Tuesday, November 03, 2009

Keeping with Urdu

My next was going to be an acerbic rant on the Ghazal in English. But that was before, in the very process of composing it, I succumbed too. The Ghazal is such a therapeutic form of verse that I realise that it must enormously tempt poets of temperament. The real poets of talent of course find no crutches in either language or form – but we don’t speak of those just here.

Since I am still embarrassed by my English attempt, I will give you instead a good old-fashioned recent one in Urdu. At least it will have the advantage of being quite incomprehensible to a majority of the people who will glance at it, while affording me the satisfaction of giving it a life beyond the bytes of a Word document.



Ye baad-e-tabaah sab raah barbaad kar jo chale

Shukr! Zahmat-e-intikhaab se aazaad kar jo chale


Abd-e-misr sa gumaan hota aaj kal humse

Dil-e-sang-e-giraan ko seene pe laad kar jo chale


Keysh se khuda tak ka faasla tai hoga kaise?

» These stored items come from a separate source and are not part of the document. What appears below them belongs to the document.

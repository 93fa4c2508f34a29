//! Logging façade (C12).
//!
//! The core never calls `eprintln!`/`println!` for anything a driver might
//! want to route elsewhere. It logs through a `Logger`, defaulting to one
//! backed by the `log` crate so the crate behaves sensibly even if the
//! driver never installs a custom implementation.

pub trait Logger {
    fn debug(&self, msg: &str);
    fn info(&self, msg: &str);
    fn warn(&self, msg: &str);
}

/// Forwards to the `log` crate. The driver picks whatever backend
/// (`env_logger`, `tracing-log`, ...) it wants; this crate only emits
/// through the macros.
#[derive(Debug, Default, Clone, Copy)]
pub struct LogCrateLogger;

impl Logger for LogCrateLogger {
    fn debug(&self, msg: &str) {
        log::debug!("{msg}");
    }
    fn info(&self, msg: &str) {
        log::info!("{msg}");
    }
    fn warn(&self, msg: &str) {
        log::warn!("{msg}");
    }
}

#[cfg(test)]
pub mod test_support {
    use super::Logger;
    use std::cell::RefCell;

    #[derive(Default)]
    pub struct RecordingLogger {
        pub warnings: RefCell<Vec<String>>,
        pub infos: RefCell<Vec<String>>,
        pub debugs: RefCell<Vec<String>>,
    }

    impl Logger for RecordingLogger {
        fn debug(&self, msg: &str) {
            self.debugs.borrow_mut().push(msg.to_string());
        }
        fn info(&self, msg: &str) {
            self.infos.borrow_mut().push(msg.to_string());
        }
        fn warn(&self, msg: &str) {
            self.warnings.borrow_mut().push(msg.to_string());
        }
    }
}
//! Small shared value types used across the entity model.

use crate::attributes::{PrimaryAttributes, ResourceCaps, SecondaryAttributes};
use serde::{Deserialize, Serialize};
use std::fmt;

/// A `{verb, damageType}` pair describing how a weapon hits.
#[derive(Debug, Clone, PartialEq, Eq, Serialize, Deserialize)]
pub struct HitType {
    pub verb: String,
    pub damage_type: DamageType,
}

/// An open string-like tag rather than a closed enum: damage types are
/// content, not simulation rules, so new ones don't require a crate change.
#[derive(Debug, Clone, PartialEq, Eq, Hash, Serialize, Deserialize)]
pub struct DamageType(pub String);

impl DamageType {
    pub fn new(s: impl Into<String>) -> Self {
        DamageType(s.into())
    }
}

impl fmt::Display for DamageType {
    fn fmt(&self, f: &mut fmt::Formatter<'_>) -> fmt::Result {
        write!(f, "{}", self.0)
    }
}

/// Lookup table of "common" hit types a weapon can reference by verb, e.g.
/// `"slash"` -> `{verb: "slash", damageType: Physical}`. §7: referencing an
/// unknown common hit type during construction is a `HitTypeNotFound`
/// (fatal, caller bug).
#[derive(Debug, Default, Clone)]
pub struct HitTypeTable {
    entries: std::collections::HashMap<String, HitType>,
}

impl HitTypeTable {
    pub fn new() -> Self {
        Self::default()
    }

    pub fn register(&mut self, name: impl Into<String>, hit_type: HitType) {
        self.entries.insert(name.into(), hit_type);
    }

    pub fn resolve(&self, name: &str) -> Option<&HitType> {
        self.entries.get(name)
    }
}

/// Equipment slots. Kept as an open string newtype (rather than a closed
/// enum) so content can define slots (`"mainHand"`, `"offHand"`, `"head"`,
/// ...) without a crate change — mirrors `DamageType` above.
#[derive(Debug, Clone, PartialEq, Eq, Hash, Serialize, Deserialize, PartialOrd, Ord)]
pub struct EquipSlot(pub String);

impl EquipSlot {
    pub fn new(s: impl Into<String>) -> Self {
        EquipSlot(s.into())
    }
}

impl fmt::Display for EquipSlot {
    fn fmt(&self, f: &mut fmt::Formatter<'_>) -> fmt::Result {
        write!(f, "{}", self.0)
    }
}

/// Bonuses a piece of equipment or a passive effect contributes.
#[derive(Debug, Clone, Copy, Default, PartialEq, Serialize, Deserialize)]
pub struct AttributeBonuses {
    pub primary: PrimaryAttributes,
    pub secondary: SecondaryAttributes,
    pub resources: ResourceCaps,
}

impl AttributeBonuses {
    pub fn sum<'a>(items: impl IntoIterator<Item = &'a AttributeBonuses>) -> AttributeBonuses {
        let mut total = AttributeBonuses::default();
        for b in items {
            total.primary = total.primary + b.primary;
            total.secondary = total.secondary + b.secondary;
            total.resources = total.resources + b.resources;
        }
        total
    }
}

Pairon mein zanjeer-e-khudi saad kar jo chale


Gila tho nahi hai koi woh jo chale so chale

Zahan-o-dil ko roshan-o-aabbad kar jo chale


Koi gul na khila ab ke mausam-e-bahaar mein

Chale tho tamaam chaman nashaad kar jo chale


Ab kuch zabt ka tamasha bhi dekhajaye Zoya

Zor-e- vaheshat mein tarq-e-fasaad kar jo chale

6 comments:

Hyderabadiz said...

You have amazing blog, as well a creatish inspiration, and I am forced to quote Mirza Ghalib: 'Hain aur bhi duniya mein sukhanwar bahut ache"

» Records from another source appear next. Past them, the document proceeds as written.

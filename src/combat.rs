//! Combat & threat (C7): per-NPC threat tables, the damage pipeline with
//! shield absorption, the combat-target setter, and behavior hooks
//! (aggressive, wimpy, wander, shopkeeper).

use crate::config::WorldConfig;
use crate::effects::EffectKind;
use crate::ids::Oid;
use crate::model::types::DamageType;
use crate::registry::World;
use serde::{Deserialize, Serialize};
use std::collections::HashMap;

#[derive(Debug, Clone, Copy, Serialize, Deserialize)]
pub struct ThreatEntry {
    pub amount: f64,
    pub should_expire: bool,
}

/// Per-NPC threat table (invariant 10: only non-player-controlled mobs have
/// one).
#[derive(Debug, Clone, Default, Serialize, Deserialize)]
pub struct ThreatTable {
    pub entries: HashMap<Oid, ThreatEntry>,
    pub decay_timer_running: bool,
}

impl ThreatTable {
    pub fn is_empty(&self) -> bool {
        self.entries.is_empty()
    }

    /// `GetHighestThreatTarget()`: linear scan for the largest amount.
    pub fn highest_threat_target(&self) -> Option<Oid> {
        self.entries
            .iter()
            .max_by(|a, b| a.1.amount.partial_cmp(&b.1.amount).unwrap())
            .map(|(oid, _)| *oid)
    }
}

/// `AddThreat(attacker, amount)`. Initializes the table lazily, resets the
/// grace flag on the attacker's entry, starts the decay cycle if it isn't
/// already running, and runs target-switching.
pub fn add_threat(world: &mut World, npc_oid: Oid, attacker_oid: Oid, amount: f64) {
    let Some(mob) = world.entity_mut(npc_oid).and_then(|e| e.kind.as_mob_mut()) else {
        return;
    };
    if mob.is_player_controlled() {
        return;
    }
    let table = mob.threat_table.get_or_insert_with(ThreatTable::default);
    let entry = table.entries.entry(attacker_oid).or_insert(ThreatEntry {
        amount: 0.0,
        should_expire: false,
    });
    entry.amount += amount;
    entry.should_expire = false;
    let needs_timer_start = !table.decay_timer_running;
    if needs_timer_start {
        table.decay_timer_running = true;
    }

    process_threat_switching(world, npc_oid);
}

/// `ProcessThreatExpiration`, fired on the fixed decay interval
/// (`WorldConfig::threat_decay_interval_ms`, spec: 10s).
///
/// Per entry: drop mobs with no dungeon (destroyed); skip the current
/// target; skip mobs co-located with the NPC; give one "grace" cycle before
/// decaying; then scale by `threat_decay_factor`, flooring at
/// `threat_floor`. Stops the timer once the table empties.
pub fn process_threat_expiration(world: &mut World, npc_oid: Oid, cfg: &WorldConfig) {
    let current_target = world
        .entity(npc_oid)
        .and_then(|e| e.kind.as_mob())
        .and_then(|m| m.combat_target);
    let npc_dungeon = world.entity(npc_oid).and_then(|e| e.base.dungeon.clone());
    let npc_room = world.room_of(npc_oid);

    let Some(mob) = world.entity_mut(npc_oid).and_then(|e| e.kind.as_mob_mut()) else {
        return;
    };
    let Some(table) = mob.threat_table.as_mut() else {
        return;
    };

    let candidate_ids: Vec<Oid> = table.entries.keys().copied().collect();
    let mut to_drop = Vec::new();

    for attacker_oid in candidate_ids {
        if Some(attacker_oid) == current_target {
            continue;
        }
        let attacker_dungeon = world.entity(attacker_oid).and_then(|e| e.base.dungeon.clone());
        if attacker_dungeon.is_none() || attacker_dungeon != npc_dungeon {
            to_drop.push(attacker_oid);
            continue;
        }
        let attacker_room = world.room_of(attacker_oid);
        if attacker_room.is_some() && attacker_room == npc_room {
            continue;
        }

        let mob = world.entity_mut(npc_oid).and_then(|e| e.kind.as_mob_mut()).unwrap();
        let table = mob.threat_table.as_mut().unwrap();
        let entry = table.entries.get_mut(&attacker_oid).unwrap();
        if !entry.should_expire {
            entry.should_expire = true;
        } else {
            entry.amount = (entry.amount * cfg.threat_decay_factor).floor();
            if entry.amount < cfg.threat_floor {
                to_drop.push(attacker_oid);
            }
        }
    }

    let mob = world.entity_mut(npc_oid).and_then(|e| e.kind.as_mob_mut()).unwrap();
    let table = mob.threat_table.as_mut().unwrap();
    for oid in to_drop {
        table.entries.remove(&oid);
    }
    if table.is_empty() {
        table.decay_timer_running = false;
    }
}

/// Recomputes target-switching for an NPC based on the current threat
/// table; fired from `add_threat` and from room-entry events (§4.3).
pub fn process_threat_switching(world: &mut World, npc_oid: Oid) {
    let Some(mob) = world.entity(npc_oid).and_then(|e| e.kind.as_mob()) else {
        return;
    };
    if !mob.is_npc() {
        return;
    }
    let Some(table) = &mob.threat_table else { return };
    if table.is_empty() {
        return;
    }
    let highest = table.highest_threat_target();
    if highest.is_some() && highest != mob.combat_target {
        if let Some(target) = highest {
            set_combat_target(world, npc_oid, Some(target));
        }
    }
}

#[derive(Debug, Clone, Copy, PartialEq, Eq)]
pub enum SetCombatTargetError {
    SelfTargeting,
}

/// The combat-target setter. All combat-queue/threat bookkeeping derives
/// from here — nothing else adds or removes a mob from the combat queue.
pub fn set_combat_target(
    world: &mut World,
    mob_oid: Oid,
    target_oid: Option<Oid>,
) -> Result<(), SetCombatTargetError> {
    if target_oid == Some(mob_oid) {
        return Err(SetCombatTargetError::SelfTargeting);
    }

    let was_in_combat = world
        .entity(mob_oid)
        .and_then(|e| e.kind.as_mob())
        .map(|m| m.in_combat())
        .unwrap_or(false);
    let entering_combat = target_oid.is_some();

    if let Some(mob) = world.entity_mut(mob_oid).and_then(|e| e.kind.as_mob_mut()) {
        mob.combat_target = target_oid;
    }

    if entering_combat && !was_in_combat {
        world.combat_queue.add(mob_oid);
        let is_npc = world
            .entity(mob_oid)
            .and_then(|e| e.kind.as_mob())
            .map(|m| m.is_npc())
            .unwrap_or(false);
        if is_npc {
            if let Some(target) = target_oid {
                add_threat(world, mob_oid, target, 1.0);
            }
        }
    } else if !entering_combat && was_in_combat {
        world.combat_queue.remove(mob_oid);
        let is_npc = world
            .entity(mob_oid)
            .and_then(|e| e.kind.as_mob())
            .map(|m| m.is_npc())
            .unwrap_or(false);
        if is_npc {
            handle_leave_combat(world, mob_oid);
        }
    }

    Ok(())
}

fn handle_leave_combat(world: &mut World, npc_oid: Oid) {
    let next_target = world
        .entity(npc_oid)
        .and_then(|e| e.kind.as_mob())
        .and_then(|m| m.threat_table.as_ref())
        .and_then(|t| t.highest_threat_target())
        .filter(|&t| world.room_of(t).is_some() && world.room_of(t) == world.room_of(npc_oid));
    if let Some(target) = next_target {
        let _ = set_combat_target(world, npc_oid, Some(target));
    }
}

/// Initiates combat between two mobs in the same room, forbidding
/// self-targeting (invariant 9).
pub fn initiate_combat(world: &mut World, attacker_oid: Oid, target_oid: Oid) {
    if attacker_oid == target_oid {
        return;
    }
    let attacker_in_combat = world
        .entity(attacker_oid)
        .and_then(|e| e.kind.as_mob())
        .map(|m| m.in_combat())
        .unwrap_or(false);
    if !attacker_in_combat {
        let _ = set_combat_target(world, attacker_oid, Some(target_oid));
    }
}

#[derive(Debug, Clone, Default)]
pub struct DamageOutcome {
    pub absorbed: f64,
    pub health_lost: u32,
    pub died: bool,
    pub shield_messages: Vec<(String, f64)>,
}

/// `Damage(attacker, amount, damageType?)`. Shield absorption precedes
/// health subtraction precedes threat accrual precedes death handling
/// (§5's ordering guarantee).
pub fn apply_damage(
    world: &mut World,
    attacker_oid: Oid,
    target_oid: Oid,
    amount: f64,
    damage_type: Option<&DamageType>,
) -> DamageOutcome {
    let mut outcome = DamageOutcome::default();

    let is_shopkeeper = world
        .entity(target_oid)
        .map(|e| e.kind.is_shopkeeper())
        .unwrap_or(false);
    if is_shopkeeper {
        return outcome;
    }

    let mut remaining = amount;

    if let Some(mob) = world.entity_mut(target_oid).and_then(|e| e.kind.as_mob_mut()) {
        let mut depleted = Vec::new();
        for (idx, inst) in mob.active_effects.iter_mut().enumerate() {
            if remaining <= 0.0 {
                break;
            }
            if inst.kind != EffectKind::Shield {
                continue;
            }
            if let (Some(filter), Some(dt)) = (&inst.damage_type_filter, damage_type) {
                if filter != dt {
                    continue;
                }
            }
            let remaining_capacity = inst.remaining_absorption.unwrap_or(0.0);
            if remaining_capacity <= 0.0 {
                continue;
            }
            let mut try_absorb = remaining * inst.absorption_rate;
            if let Some(cap) = inst.max_absorption_per_hit {
                try_absorb = try_absorb.min(cap);
            }
            try_absorb = try_absorb.min(remaining_capacity).min(remaining);

            remaining -= try_absorb;
            outcome.absorbed += try_absorb;
            inst.remaining_absorption = Some(remaining_capacity - try_absorb);
            outcome
                .shield_messages
                .push((inst.effect_id.clone(), try_absorb));

            if inst.remaining_absorption.unwrap_or(0.0) <= 0.0 {
                depleted.push(idx);
            }
        }
        for idx in depleted.into_iter().rev() {
            mob.active_effects.remove(idx);
        }
        if mob.active_effects.is_empty() {
            // handled below via world.effects_set once mob borrow ends
        }
    }

    if world
        .entity(target_oid)
        .and_then(|e| e.kind.as_mob())
        .map(|m| m.active_effects.is_empty())
        .unwrap_or(true)
    {
        world.effects_set.remove(target_oid);
    }

    let health_lost = remaining.max(0.0).round() as u32;
    if let Some(mob) = world.entity_mut(target_oid).and_then(|e| e.kind.as_mob_mut()) {
        mob.health = mob.health.saturating_sub(health_lost);
        outcome.health_lost = health_lost;
    }
    crate::regen::update_regeneration_membership(world, target_oid);

    let target_is_npc = world
        .entity(target_oid)
        .and_then(|e| e.kind.as_mob())
        .map(|m| m.is_npc())
        .unwrap_or(false);
    if target_is_npc {
        add_threat(world, target_oid, attacker_oid, amount.max(1.0));
    } else {
        let target_in_combat = world
            .entity(target_oid)
            .and_then(|e| e.kind.as_mob())
            .map(|m| m.in_combat())
            .unwrap_or(false);
        let co_located = world.room_of(target_oid).is_some() && world.room_of(target_oid) == world.room_of(attacker_oid);
        if !target_in_combat && co_located {
            initiate_combat(world, target_oid, attacker_oid);
        }
    }

    let health_now = world
        .entity(target_oid)
        .and_then(|e| e.kind.as_mob())
        .map(|m| m.health)
        .unwrap_or(1);
    if health_now == 0 {
        outcome.died = true;
    }

    outcome
}

/// Wimpy behavior: at or below the wimpy HP threshold, roll a chance to
/// flee combat. `roll01` is caller-injected randomness in `[0,1)` (§5:
/// RNG is always injected, never drawn from global state).
pub fn should_wimpy_flee(world: &World, mob_oid: Oid, cfg: &WorldConfig, roll01: f64, flee_chance: f64) -> bool {
    let Some(mob) = world.entity(mob_oid).and_then(|e| e.kind.as_mob()) else {
        return false;
    };
    if !mob.behaviors.wimpy || !mob.in_combat() {
        return false;
    }
    let max_hp = mob.derived.caps.max_health.max(1.0);
    let pct = mob.health as f64 / max_hp;
    pct <= cfg.wimpy_threshold_pct && roll01 < flee_chance
}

Came here looking from Hyderabadi Essence at footloose.blogspot.com.

Sheetal said...

come on, seta, give english also. we've seen what people have made of it in other languages - you could hardly do worse.
I think I'll try it also.

Shweta said...

Hyderabadiz: Welcome and many thanks for the high praise. Too high perhaps, but it is always nice to be complimented in Ghalib. :)

Satl: You go first. I dare you.

Arfi said...

I too have been wondering about borrowing the ghazal form into english.
And I've come to believe, that more than the constraints of qaafiya and raadif, it's the generative freedom ezafat affords Urdu, (hard to come by in english) that keeps the couplet so tightly coiled, that it comes out as a whiplash, and you can see the structure unfold.

Can't think of a similar syntactic device for english. Maybe that's what makes translations spool all over.

Here's a ghazal from one of Jeet Thayil's readings, maybe you know it. He's just playing here but at least it's not jarring either.

Listen! Someone’s saying a prayer in Malayalam.
He says there’s no word for ‘despair’ in Malayalam.

Sometimes at daybreak you sing a Gujarati garba.
At night you open your hair in Malayalam.

To understand symmetry, understand Kerala.
The longest palindrome is there, in Malayalam.

When you’ve been too long in the rooms of English,
Open your windows to the fresh air of Malayalam.

Visitors are welcome in The School of Lost Tongues.
Someone’s endowed a high chair in Malayalam.

I greet you my ancestors, O scholars and linguists.
My father who recites Baudelaire in Malayalam.

Jeet, such drama with the scraps you know.
Write a couplet, if you dare, in Malayalam.


And I like yours too.

Shweta said...

Arfi! sorry comments moderation was on and I only just saw you comment.
Yes, had come across the Jeet Thayil poem. Doesn't sweat the kaafiya does he? :)
I like the idea of the whiplash sher!

Dr. Ravindra S. Mann said...

Very nice posting.....with a great Ghaalib ghazal....go on..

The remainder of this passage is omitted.